Three Claude projects, one operator outside the boxes. Orchestrator delegates and validates handoffs. Worker sandboxes never read each other's files.

The operator (me) sits outside the boxes and validates the final products. The orchestrator delegates and monitors. The two worker sandboxes never see each other's files. Every handoff is a brief.

The reason this works is not novel. It is the same reason JDM clinical work runs on assessment and language before any technique. Each session reads its constraints first. By the time it touches the work, the question of what kind of output am I producing is already answered.


What named what we were doing

I did not invent any of this from scratch. I read.

The framework is Interpretable Context Methodology: Folder Structure as Agent Architecture by Jake Van Clief and David McDermott, published through Eduba at the University of Edinburgh. The protocol they describe is called Model Workspace Protocol (MWP). It is open-source under MIT at https://github.com/RinDig/Model-Workspace-Protocol-MWP.

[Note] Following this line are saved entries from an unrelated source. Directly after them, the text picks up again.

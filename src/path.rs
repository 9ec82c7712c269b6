/*
 * Copyright (c) 2021 Works Applications Co., Ltd.
 *
 * Licensed under the Apache License, Version 2.0 (the "License");
 * you may not use this file except in compliance with the License.
 * You may obtain a copy of the License at
 *
 *     http://www.apache.org/licenses/LICENSE-2.0
 *
 * Unless required by applicable law or agreed to in writing, software
 * distributed under the License is distributed on an "AS IS" BASIS,
 * WITHOUT WARRANTIES OR CONDITIONS OF ANY KIND, either express or implied.
 * See the License for the specific language governing permissions and
 * limitations under the License.
 */

//! Maximum-weight path search over the weighted lattice.

use std::collections::HashMap;

use crate::error::{SejongError, SejongResult};
use crate::lattice::node::Node;
use crate::lattice::WeightedEdge;

/// Finds the maximum-weight path from `source` to `sink` and its cost.
///
/// Bellman-Ford relaxation in longest-path form: distances start at
/// `(min edge weight - 1) * |V|`, edges are relaxed in their given order
/// for at most `|V|` rounds with an early stop, and a round that still
/// relaxes after stabilization means a positive cycle. Relaxation uses a
/// strict comparison, so on ties the first-seen predecessor wins; with a
/// fixed edge order the result is fully deterministic.
pub fn longest_path(
    edges: &[WeightedEdge],
    source: &Node,
    sink: &Node,
) -> SejongResult<(Vec<Node>, f64)> {
    // dense ids in first-appearance order keep the relaxation loop off
    // string hashing
    let mut ids: HashMap<Node, usize> = HashMap::new();
    let mut nodes: Vec<Node> = Vec::new();
    for edge in edges {
        for node in [&edge.from, &edge.to].iter() {
            if !ids.contains_key(*node) {
                ids.insert((*node).clone(), nodes.len());
                nodes.push((*node).clone());
            }
        }
    }

    let source_id = *ids.get(source).ok_or(SejongError::EosBosDisconnect)?;
    let sink_id = *ids.get(sink).ok_or(SejongError::EosBosDisconnect)?;

    let indexed: Vec<(usize, usize, f64)> = edges
        .iter()
        .map(|edge| (ids[&edge.from], ids[&edge.to], edge.weight))
        .collect();

    let min_weight = indexed.iter().map(|&(_, _, w)| w).fold(f64::INFINITY, f64::min);
    let inf = (min_weight - 1.0) * nodes.len() as f64;

    let mut dist = vec![inf; nodes.len()];
    dist[source_id] = 0.0;
    let mut prev: Vec<Option<usize>> = vec![None; nodes.len()];

    for _ in 0..nodes.len() {
        let mut changed = false;
        for &(u, v, w) in &indexed {
            let relaxed = dist[u] + w;
            if relaxed > dist[v] {
                dist[v] = relaxed;
                prev[v] = Some(u);
                changed = true;
            }
        }
        if !changed {
            break;
        }
    }

    for &(u, v, w) in &indexed {
        if dist[u] + w > dist[v] {
            return Err(SejongError::CycleDetected);
        }
    }

    let mut path = vec![sink_id];
    let mut cursor = sink_id;
    while cursor != source_id {
        cursor = prev[cursor].ok_or(SejongError::EosBosDisconnect)?;
        path.push(cursor);
    }
    path.reverse();

    let cost = dist[sink_id];
    Ok((path.into_iter().map(|id| nodes[id].clone()).collect(), cost))
}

The core move is simple enough to describe in a paragraph and load-bearing enough that it changed the build:

The filesystem itself becomes the orchestration layer. Numbered folders represent stages. Plain markdown files carry the prompts and the context. One agent reads the right files at the right moment. There are five context layers. A top-level governing file that tells the session where am I. A navigation file that tells it where do I go. A stage file that tells it what do I do. A reference layer that holds what rules apply (the factory). A working-artifacts layer that holds what am I working with (the product).

Reference is internalized as constraints. Working artifacts are processed as input. Mixing them in a single prompt forces the model to sort. Separating them in the folder structure delivers context already organized.

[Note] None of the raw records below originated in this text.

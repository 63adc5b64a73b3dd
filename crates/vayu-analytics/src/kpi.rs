use rand::Rng;
use serde::{Deserialize, Serialize};

/// 总览 KPI
#[derive(Debug, Clone, Serialize, Deserialize, PartialEq)]
pub struct KpiSnapshot {
    /// 在线设备数（≥ 0）
    pub total_units: i64,

    /// 节能幅度（0-100）
    pub energy_savings: f64,

    /// 活动告警数（≥ 0）
    pub active_alerts: i64,

    /// 系统健康度（85-100）
    pub system_health: f64,
}

impl KpiSnapshot {
    pub const ENERGY_SAVINGS_RANGE: (f64, f64) = (0.0, 100.0);
    pub const SYSTEM_HEALTH_RANGE: (f64, f64) = (85.0, 100.0);

    /// 执行一次 KPI 游走
    ///
    /// 计数字段按 {-1, 0, +1} 均匀步进并在 0 处截断
    pub fn tick(&mut self, rng: &mut impl Rng) {
        self.total_units = (self.total_units + rng.gen_range(-1i64..=1)).max(0);
        self.energy_savings = walk(self.energy_savings, 1.0, Self::ENERGY_SAVINGS_RANGE, rng);
        self.active_alerts = (self.active_alerts + rng.gen_range(-1i64..=1)).max(0);
        self.system_health = walk(self.system_health, 1.0, Self::SYSTEM_HEALTH_RANGE, rng);
    }

    pub fn within_limits(&self) -> bool {
        self.total_units >= 0
            && self.active_alerts >= 0
            && self.energy_savings >= Self::ENERGY_SAVINGS_RANGE.0
            && self.energy_savings <= Self::ENERGY_SAVINGS_RANGE.1
            && self.system_health >= Self::SYSTEM_HEALTH_RANGE.0
            && self.system_health <= Self::SYSTEM_HEALTH_RANGE.1
    }
}

impl Default for KpiSnapshot {
    fn default() -> Self {
        Self {
            total_units: 16,
            energy_savings: 29.0,
            active_alerts: 2,
            system_health: 98.0,
        }
    }
}

fn walk(value: f64, amplitude: f64, range: (f64, f64), rng: &mut impl Rng) -> f64 {
    (value + rng.gen_range(-amplitude..=amplitude)).max(range.0).min(range.1)
}

#[cfg(test)]
mod tests {
    use super::*;
    use rand::rngs::StdRng;
    use rand::SeedableRng;

    #[test]
    fn test_kpi_walk_stays_bounded() {
        let mut kpi = KpiSnapshot::default();
        let mut rng = StdRng::seed_from_u64(81);

        for _ in 0..1000 {
            kpi.tick(&mut rng);
            assert!(kpi.within_limits());
        }
    }

    #[test]
    fn test_counts_never_negative() {
        let mut kpi = KpiSnapshot {
            total_units: 0,
            active_alerts: 0,
            ..Default::default()
        };
        let mut rng = StdRng::seed_from_u64(82);

        for _ in 0..200 {
            kpi.tick(&mut rng);
            assert!(kpi.total_units >= 0);
            assert!(kpi.active_alerts >= 0);
        }
    }

    #[test]
    fn test_kpi_serde_shape() {
        let kpi = KpiSnapshot::default();
        let json = serde_json::to_value(&kpi).unwrap();
        assert_eq!(json["total_units"], 16);
        assert_eq!(json["active_alerts"], 2);
    }
}
pub mod log;
pub mod model;

pub use log::{EventFeed, EventLog, EVENT_LOG_CAPACITY, EVENT_PROBABILITY};
pub use model::{SystemEvent, DEVICE_ID_SPAN, MESSAGE_CATALOG};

Every output is an edit surface. The human reviews and optionally edits before the next stage runs. Glass-box, not black-box.

Configure the factory once. Each pipeline run produces a new deliverable using the same configuration.

Alongside MWP I worked through Jake Van Clief's course on AI agent orchestration, taught through his Skool community, and refined the architecture three times, drawing on Ari Evergreen's GitHub work and an intuitive sense of where the seams were.

The first refinement separated reference material from working artifacts inside the content sandbox. Voice contracts, brand palette, naming conventions stopped traveling with the draft and lived in their own folder. The second refinement moved the orchestrator out of the worker sandboxes entirely, so research and delegation happened in a context that could read all three projects without contaminating any of them. The third refinement tightened brief format itself: every brief opens with task, context, scope, acceptance, escalation, and a returns-with checklist, so a session that has never seen the project can execute and a future session can verify whether the work actually got done.

Each refinement reduced cycles. Less context per stage. Fewer rounds to a clean output. Lower cost per deliverable.

The learning curve, once the architecture sat in the right shape, was under an hour.


The first real test: a book

The first place I sent the architecture after IG was the JDM book.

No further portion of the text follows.